● **Task brief**
Of the lines below, report only those that contain "chrono".

── Provided data ──

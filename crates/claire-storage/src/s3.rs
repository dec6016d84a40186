//! S3-backed [`StorageBackend`], using native AWS SDK presigning.

use std::time::Duration;

use async_trait::async_trait;
use aws_sdk_s3::Client;
use aws_sdk_s3::presigning::PresigningConfig;
use aws_sdk_s3::primitives::ByteStream;
use bytes::Bytes;
use chrono::Utc;

use crate::backend::StorageBackend;
use crate::error::StorageError;
use crate::types::{Bucket, ListEntry, ListPage, ObjectMetadata, StoredObject};

/// S3-backed storage. One bucket name is configured per logical
/// [`Bucket`]; object keys are additionally prefixed by `{organization}/`.
#[derive(Debug, Clone)]
pub struct S3Backend {
    client: Client,
    organization: String,
    bucket_forms: String,
    bucket_drafts: String,
    bucket_eln: String,
    bucket_lambda: String,
}

impl S3Backend {
    /// Construct a backend from an already-configured SDK client and the
    /// four logical bucket names.
    #[must_use]
    pub fn new(
        client: Client,
        organization: impl Into<String>,
        bucket_forms: impl Into<String>,
        bucket_drafts: impl Into<String>,
        bucket_eln: impl Into<String>,
        bucket_lambda: impl Into<String>,
    ) -> Self {
        Self {
            client,
            organization: organization.into(),
            bucket_forms: bucket_forms.into(),
            bucket_drafts: bucket_drafts.into(),
            bucket_eln: bucket_eln.into(),
            bucket_lambda: bucket_lambda.into(),
        }
    }

    fn bucket_name(&self, bucket: Bucket) -> &str {
        match bucket {
            Bucket::Forms => &self.bucket_forms,
            Bucket::Drafts => &self.bucket_drafts,
            Bucket::Eln => &self.bucket_eln,
            Bucket::Lambda => &self.bucket_lambda,
        }
    }

    fn object_key(&self, key: &str) -> String {
        format!("{}/{key}", self.organization)
    }
}

#[async_trait]
impl StorageBackend for S3Backend {
    async fn put(
        &self,
        bucket: Bucket,
        key: &str,
        bytes: Bytes,
        media_type: &str,
    ) -> Result<(), StorageError> {
        self.client
            .put_object()
            .bucket(self.bucket_name(bucket))
            .key(self.object_key(key))
            .content_type(media_type)
            .body(ByteStream::from(bytes))
            .send()
            .await
            .map_err(|e| StorageError::Unavailable(e.to_string()))?;
        Ok(())
    }

    async fn get(&self, bucket: Bucket, key: &str) -> Result<StoredObject, StorageError> {
        let response = self
            .client
            .get_object()
            .bucket(self.bucket_name(bucket))
            .key(self.object_key(key))
            .send()
            .await
            .map_err(|e| {
                if e.as_service_error().is_some_and(|se| se.is_no_such_key()) {
                    StorageError::NotFound(bucket.as_str().to_owned(), key.to_owned())
                } else {
                    StorageError::Unavailable(e.to_string())
                }
            })?;
        let media_type = response
            .content_type()
            .unwrap_or("application/octet-stream")
            .to_owned();
        let bytes = response
            .body
            .collect()
            .await
            .map_err(|e| StorageError::Internal(anyhow::anyhow!(e)))?
            .into_bytes();
        Ok(StoredObject { bytes, media_type })
    }

    async fn head(&self, bucket: Bucket, key: &str) -> Result<ObjectMetadata, StorageError> {
        let response = self
            .client
            .head_object()
            .bucket(self.bucket_name(bucket))
            .key(self.object_key(key))
            .send()
            .await
            .map_err(|e| {
                if e.as_service_error().is_some_and(|se| se.is_not_found()) {
                    StorageError::NotFound(bucket.as_str().to_owned(), key.to_owned())
                } else {
                    StorageError::Unavailable(e.to_string())
                }
            })?;
        let last_modified = response
            .last_modified()
            .and_then(|t| chrono::DateTime::from_timestamp(t.secs(), 0))
            .unwrap_or_else(Utc::now);
        Ok(ObjectMetadata {
            size: u64::try_from(response.content_length().unwrap_or_default()).unwrap_or_default(),
            media_type: response
                .content_type()
                .unwrap_or("application/octet-stream")
                .to_owned(),
            last_modified,
        })
    }

    async fn list(
        &self,
        bucket: Bucket,
        prefix: &str,
        cursor: Option<&str>,
        limit: usize,
    ) -> Result<ListPage, StorageError> {
        let full_prefix = self.object_key(prefix);
        let mut request = self
            .client
            .list_objects_v2()
            .bucket(self.bucket_name(bucket))
            .prefix(&full_prefix)
            .max_keys(i32::try_from(limit).unwrap_or(i32::MAX));
        if let Some(cursor) = cursor {
            request = request.continuation_token(cursor);
        }
        let response = request
            .send()
            .await
            .map_err(|e| StorageError::Unavailable(e.to_string()))?;

        let org_prefix = format!("{}/", self.organization);
        let entries = response
            .contents()
            .iter()
            .map(|object| ListEntry {
                key: object
                    .key()
                    .unwrap_or_default()
                    .strip_prefix(&org_prefix)
                    .unwrap_or_default()
                    .to_owned(),
                size: u64::try_from(object.size().unwrap_or_default()).unwrap_or_default(),
                last_modified: object
                    .last_modified()
                    .and_then(|t| chrono::DateTime::from_timestamp(t.secs(), 0))
                    .unwrap_or_else(Utc::now),
            })
            .collect();

        Ok(ListPage {
            entries,
            next_cursor: response.next_continuation_token().map(ToOwned::to_owned),
        })
    }

    async fn delete(&self, bucket: Bucket, key: &str) -> Result<(), StorageError> {
        self.client
            .delete_object()
            .bucket(self.bucket_name(bucket))
            .key(self.object_key(key))
            .send()
            .await
            .map_err(|e| StorageError::Unavailable(e.to_string()))?;
        Ok(())
    }

    async fn presign_put(
        &self,
        bucket: Bucket,
        key: &str,
        ttl_seconds: u64,
        media_type: &str,
    ) -> Result<String, StorageError> {
        let config = PresigningConfig::expires_in(Duration::from_secs(ttl_seconds))
            .map_err(|e| StorageError::Internal(anyhow::anyhow!(e)))?;
        let presigned = self
            .client
            .put_object()
            .bucket(self.bucket_name(bucket))
            .key(self.object_key(key))
            .content_type(media_type)
            .presigned(config)
            .await
            .map_err(|e| StorageError::Unavailable(e.to_string()))?;
        Ok(presigned.uri().to_owned())
    }

    async fn presign_get(
        &self,
        bucket: Bucket,
        key: &str,
        ttl_seconds: u64,
    ) -> Result<String, StorageError> {
        let config = PresigningConfig::expires_in(Duration::from_secs(ttl_seconds))
            .map_err(|e| StorageError::Internal(anyhow::anyhow!(e)))?;
        let presigned = self
            .client
            .get_object()
            .bucket(self.bucket_name(bucket))
            .key(self.object_key(key))
            .presigned(config)
            .await
            .map_err(|e| StorageError::Unavailable(e.to_string()))?;
        Ok(presigned.uri().to_owned())
    }
}

#[cfg(test)]
mod tests {
    use super::*;

    #[test]
    fn test_should_prefix_object_key_with_organization() {
        let backend = S3Backend::new(
            Client::new(&aws_config::SdkConfig::builder().build()),
            "acme",
            "forms",
            "drafts",
            "eln",
            "lambda",
        );
        assert_eq!(backend.object_key("sops/a.yaml"), "acme/sops/a.yaml");
    }

    #[test]
    fn test_should_select_bucket_name_by_logical_bucket() {
        let backend = S3Backend::new(
            Client::new(&aws_config::SdkConfig::builder().build()),
            "acme",
            "forms-bucket",
            "drafts-bucket",
            "eln-bucket",
            "lambda-bucket",
        );
        assert_eq!(backend.bucket_name(Bucket::Eln), "eln-bucket");
        assert_eq!(backend.bucket_name(Bucket::Forms), "forms-bucket");
    }
}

───

● **Expected output**
use chrono::Utc;
            .and_then(|t| chrono::DateTime::from_timestamp(t.secs(), 0))
                    .and_then(|t| chrono::DateTime::from_timestamp(t.secs(), 0))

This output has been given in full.